Born Eunice Kathleen Waymon in 1933, in the segregated
town of Tyron, North Caroline. She was the sixth of eight children
born to her father, a local handyman and mother a local minister
who also took regular work as a maid to help make ends meet.
Considered a child prodigy on the piano, at the age of six she began
attending piano classes where she made so much progress that in
1943, at the age of 10, she gave her first piano recital at the
town library. There she tasted racism, perhaps not for the first
time, during the recital her parents were removed from the first
row to accommodate some whites. This episode was a traumatic experience
for her and may be the origin of her commitment to the fight for
freedom and civil rights. She later received a prestigious scholarship
to Julliard where she trained as a classical pianist. However it
is suggested that through lack of funds she had to leave the school
before graduating. A need to help feed herself and her family led
to taking on work in a local club the Midtown Bar and Grill in Atlantic
City playing the piano and singing. To save her mothers shame she
worked under the pseudonym "Nina Simone" Nina being the
Spanish word for "girl" taken from a pet name that a boyfriend
gave her, and Simone from the French actress Simone Signoret for
its dignified sound. She quickly became a big pull at the club with
her unique fusion of folk, gospel, classical, blues and soul.
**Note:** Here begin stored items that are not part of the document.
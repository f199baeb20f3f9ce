use thiserror::Error;

use crate::graph::{NodeKey, NodeRole, OpId, ParameterId};

#[derive(Error, Debug, Clone, PartialEq, Eq)]
pub enum TableError {
    #[error("operation {0} is registered more than once")]
    DuplicateOperation(OpId),
}

#[derive(Error, Debug, Clone, Copy, PartialEq, Eq)]
pub enum SlotError {
    #[error("wire was used before its producer registered it")]
    UnregisteredWire,
}

#[derive(Error, Debug, Clone, PartialEq, Eq)]
pub enum CompileError {
    #[error("graph has no output node")]
    NoOutputNode,
    #[error("graph has {0} output nodes, expected exactly one")]
    MultipleOutputNodes(usize),
    #[error("wire references missing node {0:?}")]
    MissingNode(NodeKey),
    #[error("node {node:?} has no output socket {socket}")]
    NoSuchOutput { node: NodeKey, socket: usize },
    #[error("node {node:?} has no input socket {socket}")]
    NoSuchInput { node: NodeKey, socket: usize },
    #[error("input socket {socket} of node {node:?} has more than one wire")]
    InputAlreadyWired { node: NodeKey, socket: usize },
    #[error("node {node:?} declares {count} sockets, at most {max} are supported")]
    TooManySockets {
        node: NodeKey,
        count: usize,
        max: usize,
    },
    #[error("input socket {socket} of node {node:?} defaults to missing literal {literal}")]
    MissingLiteral {
        node: NodeKey,
        socket: usize,
        literal: usize,
    },
    #[error("node {node:?} reads undeclared parameter {parameter}")]
    UnknownParameter {
        node: NodeKey,
        parameter: ParameterId,
    },
    #[error("node {node:?} has operation {op} but role {role:?}")]
    RoleMismatch {
        node: NodeKey,
        op: OpId,
        role: NodeRole,
    },
    #[error("operation {op} of node {node:?} is not in the operation table")]
    UnknownOperation { node: NodeKey, op: OpId },
    #[error("cycle detected through nodes {0:?}")]
    CycleDetected(Vec<NodeKey>),
    #[error("output {socket} of node {node:?} was read before it was registered")]
    UnregisteredWire { node: NodeKey, socket: usize },
}

/// Broken invariants of a compiled graph. These indicate a compiler defect.
#[derive(Error, Debug, Clone, PartialEq, Eq)]
pub enum ProgramError {
    #[error("node {node} binds {slots} inputs but caches {cache}")]
    InputCacheMismatch {
        node: usize,
        slots: usize,
        cache: usize,
    },
    #[error("node {node} binds slot {slot} outside of {slot_count} slots")]
    SlotOutOfRange {
        node: usize,
        slot: usize,
        slot_count: usize,
    },
    #[error("parameter {parameter} owns slot {slot} outside of {slot_count} slots")]
    ParameterSlotOutOfRange {
        parameter: ParameterId,
        slot: usize,
        slot_count: usize,
    },
    #[error("node {node} dispatches to an operation outside the table")]
    OperationOutOfRange { node: usize },
    #[error("output node index {index} is outside of {len} nodes")]
    OutputOutOfRange { index: usize, len: usize },
}

#[derive(Error, Debug, Clone, PartialEq, Eq)]
pub enum RuntimeError {
    #[error("no parameter with id {0}")]
    UnknownParameter(ParameterId),
    #[error("no parameter named '{0}'")]
    UnknownParameterName(String),
}

#[derive(Error, Debug)]
pub enum ConfigError {
    #[error("invalid runtime config: {0}")]
    Parse(#[from] toml::de::Error),
}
Picked up initially by Bethlehem Records in 1957, she cut the LP
Jazz as played in an Exclusive Side Street Club the
single from this LP "I Loves You Porgy became a national
rhythm & blues hit in the summer of 1959, selling over a million
copies and reaching number 13. In 1959 she signed with the larger
Colpix (Columbia Pictures Records) a deal that lasted until 1964.
She would record 10 albums on this label.
In 1964 she moved over to Philips, a subsidiary of Mercury. This
deal lasted for three years during which Nina recorded seven albums.
One of the first songs recorded during the Philips period is "Don't
Let Me Be Misunderstood", later to be covered by the Animals
in 1965 the same year Nina put out her killer version of the Screamin'
Jay Hawkins classic "I Put a Spell on You. Nina was starting
to record more daring and exciting records and a new, more dangerous,
side to her music was starting to emerge.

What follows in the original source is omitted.